*Exercise*. Set down exactly the lines of the records from the top to the line containing "pub fn new()"; include both.

------------------------------------------------------------------------

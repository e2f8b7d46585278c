use std::collections::BTreeSet;

/// What a click on the vote button should do.
#[derive(Clone, Debug, PartialEq, Eq)]
pub enum SubmitDecision {
	/// Nothing checked; show a validation notice.
	Empty,
	/// A submission is already in flight.
	Busy,
	Submit(Vec<String>),
}

/// Checked papers plus the in-flight flag of the vote button.
#[derive(Clone, Debug, Default, PartialEq, Eq)]
pub struct VoteForm {
	checked: BTreeSet<String>,
	submitting: bool,
}

impl VoteForm {
	pub fn set_checked(&mut self, id: &str, checked: bool) {
		if checked {
			self.checked.insert(id.to_owned());
		} else {
			self.checked.remove(id);
		}
	}

	pub fn is_checked(&self, id: &str) -> bool {
		self.checked.contains(id)
	}

	pub fn is_submitting(&self) -> bool {
		self.submitting
	}

	/// The candidate list was re-rendered; its checkboxes start empty.
	pub fn replace_options(&mut self) {
		self.checked.clear();
	}

	/// Disables the button when there is something to send.
	pub fn begin_submit(&mut self) -> SubmitDecision {
		if self.submitting {
			return SubmitDecision::Busy;
		}
		if self.checked.is_empty() {
			return SubmitDecision::Empty;
		}
		self.submitting = true;
		SubmitDecision::Submit(self.checked.iter().cloned().collect())
	}

	/// Re-enable the button, whatever the outcome was.
	pub fn finish_submit(&mut self) {
		self.submitting = false;
	}
}

/// The query to send, or `None` when it is too short.
pub fn search_query(input: &str, min_len: usize) -> Option<&str> {
	(input.chars().count() >= min_len).then_some(input)
}
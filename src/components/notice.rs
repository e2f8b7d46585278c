use std::time::Duration;

use leptos::prelude::*;

use crate::requests::RequestSeq;

/// A single transient message line. Showing a new message restarts the timer.
#[derive(Clone, Copy, Debug)]
pub struct Notice {
	message: RwSignal<Option<String>>,
	timers: RwSignal<RequestSeq>,
}

impl Notice {
	pub fn new() -> Self {
		Self {
			message: RwSignal::new(None),
			timers: RwSignal::new(RequestSeq::default()),
		}
	}

	pub fn show(&self, text: impl Into<String>, hide_after: Duration) {
		let Some(ticket) = self.timers.try_update(RequestSeq::issue) else {
			return;
		};
		self.message.set(Some(text.into()));
		let (message, timers) = (self.message, self.timers);
		set_timeout(
			move || {
				if timers.with_untracked(|t| t.is_latest(ticket)) {
					message.set(None);
				}
			},
			hide_after,
		);
	}

	pub fn dismiss(&self) {
		self.timers.update(RequestSeq::cancel);
		self.message.set(None);
	}
}

impl Default for Notice {
	fn default() -> Self {
		Self::new()
	}
}

#[component]
pub fn NoticeView(notice: Notice) -> impl IntoView {
	view! {
		<div
			class="notice"
			role="status"
			style:display=move || if notice.message.with(Option::is_some) { "block" } else { "none" }
			on:click=move |_| notice.dismiss()
		>
			{move || notice.message.get()}
		</div>
	}
}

------------------------------------------------------------------------

*Solution below*.
repository e2f8b7d46585278c
use std::collections::BTreeSet;

/// What a click on the vote button should do.
#[derive(Clone, Debug, PartialEq, Eq)]
pub enum SubmitDecision {
	/// Nothing checked; show a validation notice.
	Empty,
	/// A submission is already in flight.
	Busy,
	Submit(Vec<String>),
}

/// Checked papers plus the in-flight flag of the vote button.
#[derive(Clone, Debug, Default, PartialEq, Eq)]
pub struct VoteForm {
	checked: BTreeSet<String>,
	submitting: bool,
}

impl VoteForm {
	pub fn set_checked(&mut self, id: &str, checked: bool) {
		if checked {
			self.checked.insert(id.to_owned());
		} else {
			self.checked.remove(id);
		}
	}

	pub fn is_checked(&self, id: &str) -> bool {
		self.checked.contains(id)
	}

	pub fn is_submitting(&self) -> bool {
		self.submitting
	}

	/// The candidate list was re-rendered; its checkboxes start empty.
	pub fn replace_options(&mut self) {
		self.checked.clear();
	}

	/// Disables the button when there is something to send.
	pub fn begin_submit(&mut self) -> SubmitDecision {
		if self.submitting {
			return SubmitDecision::Busy;
		}
		if self.checked.is_empty() {
			return SubmitDecision::Empty;
		}
		self.submitting = true;
		SubmitDecision::Submit(self.checked.iter().cloned().collect())
	}

	/// Re-enable the button, whatever the outcome was.
	pub fn finish_submit(&mut self) {
		self.submitting = false;
	}
}

/// The query to send, or `None` when it is too short.
pub fn search_query(input: &str, min_len: usize) -> Option<&str> {
	(input.chars().count() >= min_len).then_some(input)
}
filename src/components/notice.rs
repository e2f8b7d46585278c
use std::time::Duration;

use leptos::prelude::*;

use crate::requests::RequestSeq;

/// A single transient message line. Showing a new message restarts the timer.
#[derive(Clone, Copy, Debug)]
pub struct Notice {
	message: RwSignal<Option<String>>,
	timers: RwSignal<RequestSeq>,
}

impl Notice {
	pub fn new() -> Self {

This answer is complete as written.